Ready for Bunk Beds?
By Kristen J. Gough
Your children may be begging for bunk beds, but making a big purchase like this is not just a matter of money, it's a matter of safety too. Here are some things to consider before you buy.
I still remember the day my older sister and I broke our bunk beds. My mom went downstairs to change the laundry and we were left alone, bored. We turned to jumping on the top bunk for excitement. It wasn't long before my nine-year-old sister and I heard creaking sounds, then a crash as the wood slats supporting the top bunk broke and the flimsy mattress caved. We ended up in a pile of wood and mattress stuffing on the bunk below.
Although we were fine (though grounded for a month!), the experience made me think twice before buying bunk beds for my own girls. Today's bunk beds are much safer than the one my sister and I used as a trampoline, but parents still need to be careful.
Understanding the Risks
According to the Consumer Product Safety Commission (CPSC), from 1973 to 1990 more than 70 children under the age of 15 died from accidents involving bunk beds. Although there were some deaths from falls, the majority came from instances where children became entrapped either between the wall and the bed or the bed framework and the mattress. Since 1990, the CPSC estimates that 10 children die each year as a result of bunk bed entrapment—and each year, thousands of children receive hospital emergency room treatment for injuries associated with bunk beds.
A look at it from your child's perspective may help you understand the risks. If a child falls or tries to exit the top bunk, and the bed is near the wall, he could become wedged between the bed and the wall. Similarly, if the child rolls around at night while sleeping, his arm, leg, or head could get caught in the top bunk's guardrails. Further, if the mattress doesn't fit snugly to the bed frame, the child's head could become trapped between the bed frame and the mattress.

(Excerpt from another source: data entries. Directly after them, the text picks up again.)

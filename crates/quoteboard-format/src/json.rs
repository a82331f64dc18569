//! JSON output format.

use quoteboard_aggregate::ChartSeries;
use quoteboard_types::Quote;
use serde::Serialize;
use std::io::Write;

use crate::{FormatError, Formatter};

/// JSON output style.
#[derive(Debug, Clone, Copy, PartialEq, Eq, Default)]
pub enum JsonStyle {
    /// JSON array (standard JSON).
    #[default]
    Array,
    /// Newline-delimited JSON (NDJSON/JSONL).
    Ndjson,
}

/// JSON formatter.
#[derive(Debug, Clone, Default)]
pub struct JsonFormatter {
    /// Output style.
    style: JsonStyle,
    /// Whether to pretty-print (only for array style).
    pretty: bool,
}

impl JsonFormatter {
    /// Creates a new JSON formatter with default settings (array style).
    #[must_use]
    pub const fn new() -> Self {
        Self {
            style: JsonStyle::Array,
            pretty: false,
        }
    }

    /// Creates a new NDJSON formatter.
    #[must_use]
    pub const fn ndjson() -> Self {
        Self {
            style: JsonStyle::Ndjson,
            pretty: false,
        }
    }

    /// Sets whether to pretty-print output (array style only).
    #[must_use]
    pub const fn with_pretty(mut self, pretty: bool) -> Self {
        self.pretty = pretty;
        self
    }

    /// Sets the output style.
    #[must_use]
    pub const fn with_style(mut self, style: JsonStyle) -> Self {
        self.style = style;
        self
    }

    fn write_records<T: Serialize, W: Write>(
        &self,
        records: &[T],
        mut writer: W,
    ) -> Result<(), FormatError> {
        match self.style {
            JsonStyle::Array => {
                if self.pretty {
                    serde_json::to_writer_pretty(&mut writer, records)?;
                } else {
                    serde_json::to_writer(&mut writer, records)?;
                }
                writeln!(writer)?;
            }
            JsonStyle::Ndjson => {
                for record in records {
                    serde_json::to_writer(&mut writer, record)?;
                    writeln!(writer)?;
                }
            }
        }
        Ok(())
    }
}

impl Formatter for JsonFormatter {
    fn write_chart<W: Write + Send>(
        &self,
        chart: &ChartSeries,
        writer: W,
    ) -> Result<(), FormatError> {
        self.write_records(&chart.bars, writer)
    }

    fn write_quotes<W: Write + Send>(
        &self,
        quotes: &[Quote],
        writer: W,
    ) -> Result<(), FormatError> {
        self.write_records(quotes, writer)
    }

    fn extension(&self) -> &str {
        match self.style {
            JsonStyle::Array => "json",
            JsonStyle::Ndjson => "ndjson",
        }
    }
}
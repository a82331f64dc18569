//! Request generations for history fetches.

use serde::{Deserialize, Serialize};
use std::fmt;

/// Tag identifying one history request.
///
/// Every selection issues a strictly larger generation. A completion is
/// current only if it carries the latest generation.
#[derive(Debug, Clone, Copy, PartialEq, Eq, PartialOrd, Ord, Hash, Default, Serialize, Deserialize)]
pub struct Generation(u64);

impl Generation {
    /// The generation before any request was issued.
    pub const INITIAL: Self = Self(0);

    /// Returns the generation that follows this one.
    #[must_use]
    pub const fn next(self) -> Self {
        Self(self.0.wrapping_add(1))
    }

    /// Returns the raw counter value.
    #[must_use]
    pub const fn get(self) -> u64 {
        self.0
    }
}

impl fmt::Display for Generation {
    fn fmt(&self, f: &mut fmt::Formatter<'_>) -> fmt::Result {
        write!(f, "#{}", self.0)
    }
}
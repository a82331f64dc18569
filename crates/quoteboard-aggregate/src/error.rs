//! Aggregation errors.

use thiserror::Error;

/// Errors that can occur while deriving chart data.
#[derive(Error, Debug, Clone, PartialEq, Eq)]
pub enum AggregateError {
    /// A moving average needs a window of at least one observation.
    #[error("moving-average period must be at least 1")]
    ZeroPeriod,
}
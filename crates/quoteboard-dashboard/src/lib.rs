//! Dashboard state and update pipeline for quoteboard.
//!
//! - [`DashboardState`] / [`Event`] / [`Effect`] - Immutable view state and its pure reducer
//! - [`Generation`] - Tags history requests so late responses are discarded
//! - [`UpdateChannel`] - Push-first quote updates with a poll backstop
//! - [`Dashboard`] - Task that applies events in order and publishes states

#![doc = include_str!("../README.md")]
#![doc(issue_tracker_base_url = "https://github.com/factordynamics/quoteboard/issues/")]
#![cfg_attr(docsrs, feature(doc_cfg, doc_auto_cfg))]
#![warn(missing_docs)]
#![forbid(unsafe_code)]

mod channel;
mod driver;
mod generation;
mod state;

pub use channel::{
    ChannelConfig, DEFAULT_POLL_INTERVAL, DEFAULT_PUSH_TIMEOUT, DEFAULT_RECONNECT_DELAY,
    UpdateChannel,
};
pub use driver::{Dashboard, DashboardHandle};
pub use generation::Generation;
pub use state::{DashboardState, Effect, Event, Transition, ViewConfig};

Beyond fatalities from bunk beds, Dr. Kenneth A. Haller, Assistant Professor of Pediatrics at the Saint Louis University School of Medicine, points out that children can become injured from the top bunk falling on them. "When kids in lower bunks have been injured, it has often resulted from the child in the lower bunk kicking the slats out from underneath the upper mattress, leading to collapse," explains Dr. Haller.